In-Materio Reservoir Computing Using Tailored Epitaxial Complex Oxides
▶Summary
The ever-increasing power consumption of electronics necessitates the development of new energy-efficient device paradigms for data storage and computation. In this pursuit, approaches aimed at mimicking the functionality of the human brain in artificial devices, so-called neuromorphic engineering, have attracted a lot of attention. Reservoir computing relying on a random, untrained reservoir provides a powerful platform to exploit materials for brain-inspired computing without strict requirements on the device-to-device variability. Implementing reservoir computing in-materio is, however, challenging because of difficulties to adapt the two main reservoir properties – nonlinearity and memory capacity - to computational tasks. Epitaxial complex oxides offer a wealth of nonlinear material properties with tunable memory characteristics, making them ideal candidates for task-adaptive physical reservoir computing. With RECOMPUTE, I aim to establish in-materio reservoir computing using epitaxial complex oxides to efficiently perform computational tasks. I propose to achieve this by combining in thin-film epitaxial heterostructures (i) rare-earth nickelates with a tunable nonlinear negative differential resistance and (ii) relaxor ferroelectrics with a memory capacity that is tunable via the chemical composition.
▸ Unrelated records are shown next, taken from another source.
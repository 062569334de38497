//! File adapter: a user-selected input file that travels with the run
//!
//! On serialization the file is copied into `<results_dir>/input_files/` and
//! referenced by a path relative to the results directory, so the solver
//! process never depends on the user's original location.

use std::fs;
use std::path::{Path, PathBuf};

use serde_json::{Map, Value};
use tracing::{debug, warn};

use super::{describe, mismatch, single, Adapter, UpdateEffect};
use crate::error::{Result, ValidationError};
use crate::property::{PropertyEvent, PropertyGroup, PropertyValue, Widget};
use crate::INPUT_FILES_DIR;

#[derive(Debug, Clone)]
pub struct File {
    pub value: Option<PathBuf>,
    /// Host file-dialog filter, e.g. `"Python Files (*.py)|*.py|"`
    pub filter: String,
    pub allow_none: bool,
    pub label: Option<String>,
}

impl File {
    pub fn new(filter: &str) -> Self {
        Self {
            value: None,
            filter: filter.to_string(),
            allow_none: true,
            label: None,
        }
    }

    pub fn labeled(filter: &str, label: &str) -> Self {
        Self {
            label: Some(label.to_string()),
            ..Self::new(filter)
        }
    }

    pub fn required(mut self) -> Self {
        self.allow_none = false;
        self
    }

    fn existing(&self) -> Option<&Path> {
        self.value.as_deref().filter(|p| p.is_file())
    }
}

impl Adapter for File {
    fn draw(&self, parent: &mut PropertyGroup, name: &str) {
        let node = parent.add(
            name,
            Widget::File {
                filter: self.filter.clone(),
                value: self.value.clone(),
            },
        );
        describe(node, &self.label);
    }

    fn update(&mut self, event: &PropertyEvent) -> Result<UpdateEffect> {
        if !event.is_modification() {
            return Ok(UpdateEffect::Ignored);
        }
        match &event.value {
            PropertyValue::File(path) => {
                self.value = path.clone();
                Ok(UpdateEffect::Value)
            }
            PropertyValue::Text(text) if text.is_empty() => {
                self.value = None;
                Ok(UpdateEffect::Value)
            }
            PropertyValue::Text(text) => {
                self.value = Some(PathBuf::from(text));
                Ok(UpdateEffect::Value)
            }
            _ => Err(mismatch("file")),
        }
    }

    fn validate(&self) -> std::result::Result<(), ValidationError> {
        if !self.allow_none && self.existing().is_none() {
            return Err(ValidationError::new("File selection required"));
        }
        Ok(())
    }

    fn to_format(&self, name: &str, results_dir: &Path) -> Result<Map<String, Value>> {
        let Some((source, filename)) = self
            .existing()
            .and_then(|p| p.file_name().map(|f| (p, f)))
        else {
            return Ok(single(name, Value::Null));
        };

        let input_dir = results_dir.join(INPUT_FILES_DIR);
        fs::create_dir_all(&input_dir)?;
        let dest = input_dir.join(filename);
        if dest.is_file() && fs::canonicalize(source)? == fs::canonicalize(&dest)? {
            debug!("{:?} already lives in {:?}", source, input_dir);
        } else {
            if dest.is_file() && fs::read(&dest)? != fs::read(source)? {
                warn!("Overwriting {:?} with {:?}", dest, source);
            }
            fs::copy(source, &dest)?;
            debug!("Copied {:?} into {:?}", source, input_dir);
        }

        let relative = format!("{}/{}", INPUT_FILES_DIR, filename.to_string_lossy());
        Ok(single(name, Value::String(relative)))
    }
}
By fabricating prototypical thin-film devices, characterizing and optimizing their electrical transport characteristics, and simulating their computational performance, I intend to shed light on the fundamental relationship between the intrinsic material properties of reservoir devices and their performance in solving different cognitive tasks – a crucial insight that has been elusive so far.Ultimately, the successful implementation of the proposed research will establish novel reservoir computing devices based on complex oxides and serve as a template for the study of other nonlinear systems for unconventional computing among and beyond complex oxides.